Now it sounds like you're saying (and I'll generalize what you're saying a bit 
for the sake of my argument):

I want feature A to be manageable, which are really two separate requirements 
to me: "I want feature A" and "I decide that feature A should be accessible via 
management". And I'm arguing that the first is a requirement for this project, 
the second is a requirement for our management and monitoring system (that you 
can choose what features of a project can be made manageable).

For a start, can you elaborate what "scoping to a tenant" means?

> I agree that defining that a a seperate package/project makes sense,
> but I also think we at least need to have some idea of how this works
> before we can commit to the entire multi-tenancy mechanism at all.

Well, if we doubt we can implement management and monitoring that way, we 
should do a bit of prototyping to get a better feel for it. I still think it 
has nothing to do directly with this specific mechanism... but when in doubt we 
should experiment!

>> Back to visibility.
>> 
>> First the part that I agree about: scoping visibility of tenant specific
>> services to just that tenant. That makes sense, you don't want tenant A to
>> invoke a service that was scoped to tenant B.
>> 
>> I'm a bit hesitant about platform vs application scope and the VUC1 to 5 use
>> cases:
>> 
>> Let's take the ConfigurationAdmin example you start with in VUC1:
>> 
>> In the "normal" (no tenants) OSGi scenario, having only one single
>> ConfigurationAdmin is just fine. By design, it has different configurations
>> for different service.pid's, which nicely scopes each configuration to its
>> own managed service. More in general, I am very hesitant to introduce any
>> form of scoping in this scenario, because I don't think it's needed.
> 
> True and acceptable as long as we do not have the ambition to scope
> applications (without tenants). Note that one could envision two
> different applications being provisioned onto one management agent
> where both applications use UserAdmin, but they must not be shared.

To be honest, I don't have the ambition to introduce application scoping at 
all, with or without tenants. To me that is a separate feature and beyond the 
scope of implementing multi-tenancy. I definitely don't think we should 
implement it as part of multi-tenancy, and I'm hesitant to implement it at all.

Why?

I can see the value of having lots of tenants that all use the exact same set 
of bundles running in a single container because that probably performs a bit 
better than having lots of containers (even though I think you've demonstrated 
already that at least a couple of hundred containers can also run side by side).
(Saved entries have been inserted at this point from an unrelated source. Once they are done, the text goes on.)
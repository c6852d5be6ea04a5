//! In-memory chunk index with keyword and semantic lookup.
//!
//! A single [`DocumentIndex`] is shared by every request handler. All maps
//! live in one [`IndexState`] behind a `parking_lot::RwLock`: mutations take
//! the write lock around the whole multi-map update, so a reader observes
//! either the state before a write or the state after it, never a mix.
//!
//! Callers compute embeddings *before* calling [`DocumentIndex::add_document`]
//! or [`DocumentIndex::replace_all`]; the lock is held only for the map
//! update itself.
//!
//! Both search paths are linear scans over the current chunk set.
//!
//! # Invariants
//!
//! - Every chunk id in `embeddings` is in `chunks` and vice versa.
//! - The chunk ids of one document are listed in `doc_chunks` in
//!   `chunk_index` order, and those indices are exactly `0..N`.
//! - `filenames`, `documents` and `doc_chunks` describe the same set of
//!   documents.
//! - Chunk and doc ids only ever increase; a replaced or rebuilt document
//!   receives fresh ids.

use std::collections::{BTreeMap, HashMap};

use parking_lot::RwLock;
use tracing::debug;

use crate::embedding::{check_dims, check_finite, cosine_similarity};
use crate::error::{Error, Result};
use crate::keyword;
use crate::models::{
    Chunk, ChunkId, DocId, DocumentInfo, DocumentMeta, IndexStats, SearchHit, TextChunk,
};

/// A fully prepared document: chunks plus one embedding per chunk.
#[derive(Debug, Clone)]
pub struct NewDocument {
    pub filename: String,
    pub info: DocumentInfo,
    /// Character count of the cleaned document text.
    pub character_count: usize,
    pub chunks: Vec<TextChunk>,
    pub embeddings: Vec<Vec<f32>>,
}

#[derive(Debug, Default)]
struct IndexState {
    chunks: BTreeMap<ChunkId, Chunk>,
    embeddings: HashMap<ChunkId, Vec<f32>>,
    doc_chunks: HashMap<DocId, Vec<ChunkId>>,
    filenames: HashMap<String, DocId>,
    documents: BTreeMap<String, DocumentMeta>,
    /// content hash → chunks whose text has that hash.
    by_hash: HashMap<String, Vec<ChunkId>>,
    next_chunk_id: ChunkId,
    next_doc_id: DocId,
}

impl IndexState {
    fn insert(&mut self, doc: NewDocument) -> DocumentMeta {
        let doc_id = self.next_doc_id;
        self.next_doc_id += 1;

        let mut ids = Vec::with_capacity(doc.chunks.len());
        for (text_chunk, vector) in doc.chunks.into_iter().zip(doc.embeddings) {
            let chunk_id = self.next_chunk_id;
            self.next_chunk_id += 1;

            self.by_hash
                .entry(text_chunk.content_hash.clone())
                .or_default()
                .push(chunk_id);
            self.chunks.insert(
                chunk_id,
                Chunk {
                    chunk_id,
                    doc_id,
                    filename: doc.filename.clone(),
                    chunk_index: text_chunk.chunk_index,
                    text: text_chunk.text,
                    word_count: text_chunk.word_count,
                    character_count: text_chunk.character_count,
                    content_hash: text_chunk.content_hash,
                },
            );
            self.embeddings.insert(chunk_id, vector);
            ids.push(chunk_id);
        }

        let meta = DocumentMeta {
            doc_id,
            filename: doc.filename.clone(),
            file_size: doc.info.file_size,
            file_type: doc.info.file_type,
            upload_date: doc.info.upload_date,
            chunks_count: ids.len(),
            character_count: doc.character_count,
        };
        self.doc_chunks.insert(doc_id, ids);
        self.filenames.insert(doc.filename.clone(), doc_id);
        self.documents.insert(doc.filename, meta.clone());
        meta
    }

    /// Remove a document from every map. Returns the removed chunk count.
    fn remove(&mut self, filename: &str) -> Option<usize> {
        let doc_id = self.filenames.remove(filename)?;
        self.documents.remove(filename);
        let ids = self.doc_chunks.remove(&doc_id).unwrap_or_default();
        for id in &ids {
            self.embeddings.remove(id);
            if let Some(chunk) = self.chunks.remove(id) {
                if let Some(refs) = self.by_hash.get_mut(&chunk.content_hash) {
                    refs.retain(|r| r != id);
                    if refs.is_empty() {
                        self.by_hash.remove(&chunk.content_hash);
                    }
                }
            }
        }
        Some(ids.len())
    }
}

/// Thread-safe in-memory index of chunks and their embeddings.
#[derive(Debug)]
pub struct DocumentIndex {
    dimension: usize,
    state: RwLock<IndexState>,
}

impl DocumentIndex {
    /// Create an empty index whose embeddings all have `dimension` components.
    pub fn new(dimension: usize) -> Result<Self> {
        if dimension == 0 {
            return Err(Error::validation("index dimension must be > 0"));
        }
        Ok(Self {
            dimension,
            state: RwLock::new(IndexState::default()),
        })
    }

    pub fn dimension(&self) -> usize {
        self.dimension
    }

    /// Add or replace the document stored under `filename`.
    ///
    /// Any previous chunks for `filename` are removed and the new chunks get
    /// fresh ids, all under one write lock. Input is validated before the
    /// lock is taken, so a rejected call leaves the index untouched.
    pub fn add_document(
        &self,
        filename: &str,
        chunks: Vec<TextChunk>,
        embeddings: Vec<Vec<f32>>,
        info: DocumentInfo,
        character_count: usize,
    ) -> Result<DocumentMeta> {
        let doc = NewDocument {
            filename: filename.to_string(),
            info,
            character_count,
            chunks,
            embeddings,
        };
        self.validate(&doc)?;

        let mut state = self.state.write();
        let replaced = state.remove(filename);
        let meta = state.insert(doc);
        debug!(
            filename,
            doc_id = meta.doc_id,
            chunks = meta.chunks_count,
            replaced_chunks = replaced.unwrap_or(0),
            "document indexed"
        );
        Ok(meta)
    }

    /// Remove every chunk, embedding and metadata entry for `filename`.
    pub fn remove_document(&self, filename: &str) -> Result<usize> {
        let removed = self
            .state
            .write()
            .remove(filename)
            .ok_or_else(|| Error::not_found(format!("document not found: {}", filename)))?;
        debug!(filename, removed, "document removed from index");
        Ok(removed)
    }

    /// Discard the whole index and rebuild it from `docs`.
    ///
    /// All documents are validated first; the swap then happens under a
    /// single write lock, so concurrent searches see either the old index
    /// or the new one. Ids keep counting up from where the old index left
    /// off. Returns `(documents, chunks)` in the new index.
    pub fn replace_all(&self, docs: Vec<NewDocument>) -> Result<(usize, usize)> {
        for doc in &docs {
            self.validate(doc)?;
        }

        let mut state = self.state.write();
        let mut fresh = IndexState {
            next_chunk_id: state.next_chunk_id,
            next_doc_id: state.next_doc_id,
            ..IndexState::default()
        };
        for doc in docs {
            // A filename appearing twice keeps its last version.
            fresh.remove(&doc.filename);
            fresh.insert(doc);
        }
        let counts = (fresh.documents.len(), fresh.chunks.len());
        *state = fresh;
        Ok(counts)
    }

    /// Rank chunks by keyword score (see [`keyword`] for the rule).
    ///
    /// Returns at most `top_k` hits, all with score > 0, sorted by
    /// descending score with ties broken by ascending chunk id.
    pub fn search_keyword(&self, query: &str, top_k: usize) -> Result<Vec<SearchHit>> {
        if query.trim().is_empty() {
            return Err(Error::validation("query must not be empty"));
        }
        check_top_k(top_k)?;

        let terms = keyword::query_terms(query);
        if terms.is_empty() {
            return Ok(Vec::new());
        }

        let state = self.state.read();
        let mut hits: Vec<SearchHit> = state
            .chunks
            .values()
            .filter_map(|chunk| {
                let s = keyword::score(&terms, &chunk.text);
                (s > 0).then(|| SearchHit {
                    chunk: chunk.clone(),
                    score: s as f64,
                })
            })
            .collect();
        drop(state);

        rank(&mut hits, top_k);
        Ok(hits)
    }

    /// Rank chunks by cosine similarity to `query_vector`.
    ///
    /// Returns at most `top_k` hits sorted by descending similarity with
    /// ties broken by ascending chunk id.
    pub fn search_semantic(&self, query_vector: &[f32], top_k: usize) -> Result<Vec<SearchHit>> {
        check_dims(query_vector, self.dimension)?;
        check_finite(query_vector)?;
        check_top_k(top_k)?;

        let state = self.state.read();
        let mut hits: Vec<SearchHit> = state
            .chunks
            .values()
            .map(|chunk| {
                let sim = state
                    .embeddings
                    .get(&chunk.chunk_id)
                    .map(|v| cosine_similarity(query_vector, v))
                    .unwrap_or(0.0);
                SearchHit {
                    chunk: chunk.clone(),
                    score: sim as f64,
                }
            })
            .collect();
        drop(state);

        rank(&mut hits, top_k);
        Ok(hits)
    }

    /// Metadata for every indexed document, ordered by filename.
    pub fn list_documents(&self) -> Vec<DocumentMeta> {
        self.state.read().documents.values().cloned().collect()
    }

    pub fn document(&self, filename: &str) -> Result<DocumentMeta> {
        self.state
            .read()
            .documents
            .get(filename)
            .cloned()
            .ok_or_else(|| Error::not_found(format!("document not found: {}", filename)))
    }

    /// Chunks of `filename` in `chunk_index` order.
    pub fn get_chunks(&self, filename: &str) -> Result<Vec<Chunk>> {
        let state = self.state.read();
        let doc_id = state
            .filenames
            .get(filename)
            .ok_or_else(|| Error::not_found(format!("document not found: {}", filename)))?;
        Ok(state
            .doc_chunks
            .get(doc_id)
            .map(|ids| ids.iter().filter_map(|id| state.chunks.get(id).cloned()).collect())
            .unwrap_or_default())
    }

    pub fn chunk(&self, chunk_id: ChunkId) -> Option<Chunk> {
        self.state.read().chunks.get(&chunk_id).cloned()
    }

    /// Look up stored embeddings by chunk content hash, one slot per hash.
    pub fn cached_embeddings(&self, hashes: &[&str]) -> Vec<Option<Vec<f32>>> {
        let state = self.state.read();
        hashes
            .iter()
            .map(|h| {
                state
                    .by_hash
                    .get(*h)
                    .and_then(|ids| ids.first())
                    .and_then(|id| state.embeddings.get(id))
                    .cloned()
            })
            .collect()
    }

    pub fn stats(&self) -> IndexStats {
        let state = self.state.read();
        IndexStats {
            total_documents: state.documents.len(),
            total_chunks: state.chunks.len(),
            index_dimension: self.dimension,
        }
    }

    /// `true` when no document is indexed.
    pub fn is_empty(&self) -> bool {
        self.state.read().documents.is_empty()
    }

    pub fn chunk_count(&self) -> usize {
        self.state.read().chunks.len()
    }

    fn validate(&self, doc: &NewDocument) -> Result<()> {
        if doc.filename.trim().is_empty() {
            return Err(Error::validation("filename must not be empty"));
        }
        if doc.chunks.len() != doc.embeddings.len() {
            return Err(Error::validation(format!(
                "{}: {} chunks but {} embeddings",
                doc.filename,
                doc.chunks.len(),
                doc.embeddings.len()
            )));
        }
        for (i, chunk) in doc.chunks.iter().enumerate() {
            if chunk.chunk_index != i {
                return Err(Error::validation(format!(
                    "{}: chunk at position {} has chunk_index {}",
                    doc.filename, i, chunk.chunk_index
                )));
            }
            if chunk.text.is_empty() {
                return Err(Error::validation(format!(
                    "{}: chunk {} is empty",
                    doc.filename, i
                )));
            }
        }
        for vector in &doc.embeddings {
            check_dims(vector, self.dimension)?;
            check_finite(vector)?;
        }
        Ok(())
    }

    #[cfg(test)]
    fn assert_consistent(&self) {
        let state = self.state.read();
        assert_eq!(state.chunks.len(), state.embeddings.len());
        for id in state.chunks.keys() {
            assert!(state.embeddings.contains_key(id));
        }
        assert_eq!(state.filenames.len(), state.documents.len());
        assert_eq!(state.filenames.len(), state.doc_chunks.len());
        let mut listed = 0;
        for (filename, doc_id) in &state.filenames {
            let ids = &state.doc_chunks[doc_id];
            listed += ids.len();
            for (i, id) in ids.iter().enumerate() {
                let chunk = &state.chunks[id];
                assert_eq!(chunk.chunk_index, i);
                assert_eq!(&chunk.filename, filename);
                assert_eq!(chunk.doc_id, *doc_id);
            }
            assert_eq!(state.documents[filename].chunks_count, ids.len());
        }
        assert_eq!(listed, state.chunks.len());
    }
}

fn check_top_k(top_k: usize) -> Result<()> {
    if top_k == 0 {
        return Err(Error::validation("top_k must be >= 1"));
    }
    Ok(())
}

/// Sort by score descending, then chunk id ascending, and keep `top_k`.
fn rank(hits: &mut Vec<SearchHit>, top_k: usize) {
    hits.sort_by(|a, b| {
        b.score
            .total_cmp(&a.score)
            .then(a.chunk.chunk_id.cmp(&b.chunk.chunk_id))
    });
    hits.truncate(top_k);
}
I definitely think that once you start running different applications, you 
should move to an environment where you have multiple containers. If you end up 
having containers that contain services that should be visible to other 
containers, we can either (right now) use our REST endpoints or (at the end of 
Q1) use Remote Services.

I've removed the rest of the mail for now, because I think we should first try 
to agree on whether "application scoping" is in scope or not.